Although the objectives embedded within UHC are distinct, UHC is a unified concept. From the perspective of any citizen or resident of a country, the problem boils down to this: Can I sleep well at night secure in the knowledge that if anything happens to me or a member of my family, good health services will be accessible and affordable, that is, obtainable without risk of a severe and long-term impact on my financial well-being? The extent to which the objectives of equity in the use of needed services of good quality with financial protection are realized is simultaneously determined at the person’s point of contact with the health system. For example, if measures are introduced to reduce financial barriers to service use, we are likely to observe both increased utilization across the entire population and a reduced financial burden for those using care.

Given the definition of UHC and its specification here, however, fully achieving UHC is impossible for any country. Even countries that succeed in attaining universal financial protection have shortfalls in effective coverage. Gaps will always exist because not all individuals in a society can be aware of all of their needs for services, new and more expensive diagnostic and therapeutic technologies continuously emerge, and the quality of care is not perfect in any country. Thus, strictly speaking, no country in the world has achieved universal coverage.

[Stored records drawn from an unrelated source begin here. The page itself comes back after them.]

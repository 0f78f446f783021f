use std::ops::Index;
use std::sync::Arc;

use smallvec::SmallVec;
use snafu::{OptionExt, ensure};

use super::{ApplyId, VarId};
use crate::error::{InvalidAliasMapSnafu, Result, TypeInferenceSnafu, UnknownNodeSnafu, UnknownVariableSnafu};
use crate::op::{AliasMap, Op, OpRef};
use crate::types::TensorType;
use crate::value::TensorData;

/// A typed value slot.
#[derive(derive_more::Debug, Clone)]
pub struct Variable {
    pub(crate) ty: TensorType,
    pub(crate) owner: Option<(ApplyId, usize)>,
    #[debug(skip)]
    pub(crate) constant: Option<Arc<TensorData>>,
    pub(crate) name: Option<String>,
}

impl Variable {
    pub fn ty(&self) -> &TensorType {
        &self.ty
    }

    /// Producing node and output position.
    pub fn owner(&self) -> Option<(ApplyId, usize)> {
        self.owner
    }

    pub fn owner_node(&self) -> Option<ApplyId> {
        self.owner.map(|(node, _)| node)
    }

    pub fn constant(&self) -> Option<&Arc<TensorData>> {
        self.constant.as_ref()
    }

    pub fn is_constant(&self) -> bool {
        self.constant.is_some()
    }

    pub fn name(&self) -> Option<&str> {
        self.name.as_deref()
    }
}

/// One application of an [`Op`] to ordered inputs.
#[derive(Debug, Clone)]
pub struct Apply {
    pub(crate) op: OpRef,
    pub(crate) inputs: SmallVec<[VarId; 4]>,
    pub(crate) outputs: SmallVec<[VarId; 2]>,
}

impl Apply {
    pub fn op(&self) -> &OpRef {
        &self.op
    }

    pub fn op_as<T: Op>(&self) -> Option<&T> {
        self.op.downcast_ref::<T>()
    }

    pub fn family(&self) -> &'static str {
        self.op.family()
    }

    pub fn inputs(&self) -> &[VarId] {
        &self.inputs
    }

    pub fn outputs(&self) -> &[VarId] {
        &self.outputs
    }
}

/// Append-only storage for variables and nodes.
///
/// Nodes created here are *detached* until a [`FunctionGraph`](super::FunctionGraph) imports
/// them. Ids are only meaningful for the arena that issued them; indexing with a foreign id
/// panics, the `get_*` accessors return `None`.
#[derive(Debug, Clone, Default)]
pub struct NodeArena {
    vars: Vec<Variable>,
    applies: Vec<Apply>,
}

impl NodeArena {
    pub fn new() -> Self {
        Self::default()
    }

    fn push_var(&mut self, var: Variable) -> VarId {
        let id = VarId(self.vars.len() as u32);
        self.vars.push(var);
        id
    }

    /// A free (ownerless, non-constant) variable, typically a graph input.
    pub fn input(&mut self, name: &str, ty: TensorType) -> VarId {
        self.push_var(Variable { ty, owner: None, constant: None, name: Some(name.to_string()) })
    }

    pub fn constant(&mut self, data: TensorData) -> VarId {
        self.push_var(Variable { ty: data.tensor_type(), owner: None, constant: Some(Arc::new(data)), name: None })
    }

    /// Create a detached node, inferring its output types.
    pub fn apply(&mut self, op: OpRef, inputs: &[VarId]) -> Result<ApplyId> {
        let types = inputs
            .iter()
            .map(|&var| self.get_var(var).map(|v| v.ty.clone()).context(UnknownVariableSnafu { var }))
            .collect::<Result<Vec<_>>>()?;
        let out_types = op.infer_types(&types)?;
        check_alias_map(op.as_ref(), &op.destroy_map(), inputs.len())?;
        check_alias_map(op.as_ref(), &op.view_map(), inputs.len())?;

        let id = ApplyId(self.applies.len() as u32);
        let outputs = out_types
            .into_iter()
            .enumerate()
            .map(|(i, ty)| self.push_var(Variable { ty, owner: Some((id, i)), constant: None, name: None }))
            .collect();
        self.applies.push(Apply { op, inputs: inputs.into(), outputs });
        Ok(id)
    }

    /// Create a detached single-output node and return its output.
    pub fn apply1(&mut self, op: OpRef, inputs: &[VarId]) -> Result<VarId> {
        let name = op.to_string();
        let node = self.apply(op, inputs)?;
        match self.applies[node.index()].outputs.as_slice() {
            [out] => Ok(*out),
            outs => TypeInferenceSnafu { op: name, reason: format!("expected one output, got {}", outs.len()) }.fail(),
        }
    }

    pub fn get_var(&self, id: VarId) -> Option<&Variable> {
        self.vars.get(id.index())
    }

    pub fn get_node(&self, id: ApplyId) -> Option<&Apply> {
        self.applies.get(id.index())
    }

    pub(crate) fn node_checked(&self, node: ApplyId) -> Result<&Apply> {
        self.get_node(node).context(UnknownNodeSnafu { node })
    }

    pub(crate) fn var_checked(&self, var: VarId) -> Result<&Variable> {
        self.get_var(var).context(UnknownVariableSnafu { var })
    }

    pub fn set_name(&mut self, var: VarId, name: &str) {
        if let Some(v) = self.vars.get_mut(var.index()) {
            v.name = Some(name.to_string());
        }
    }

    pub fn num_variables(&self) -> usize {
        self.vars.len()
    }

    pub fn num_nodes(&self) -> usize {
        self.applies.len()
    }

    pub(crate) fn set_input(&mut self, node: ApplyId, index: usize, var: VarId) {
        self.applies[node.index()].inputs[index] = var;
    }
}

fn check_alias_map(op: &dyn Op, map: &AliasMap, count: usize) -> Result<()> {
    for &index in map.values().flatten() {
        ensure!(index < count, InvalidAliasMapSnafu { op: op.to_string(), index, count });
    }
    Ok(())
}

impl Index<VarId> for NodeArena {
    type Output = Variable;

    fn index(&self, id: VarId) -> &Variable {
        &self.vars[id.index()]
    }
}

impl Index<ApplyId> for NodeArena {
    type Output = Apply;

    fn index(&self, id: ApplyId) -> &Apply {
        &self.applies[id.index()]
    }
}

Despite this, however, the aims of improving equity in the use of services, service quality and financial protection are widely shared. Thus, even if UHC can never be fully achieved, moving towards UHC is relevant to all countries. It is justified from a health system performance perspective because it implies progress in attaining the goals of health systems: directly in terms of financial protection and indirectly on the goals of health and responsiveness via the intermediate objectives associated with effective coverage. Put another way, it is more useful to think of UHC as a direction rather than a destination.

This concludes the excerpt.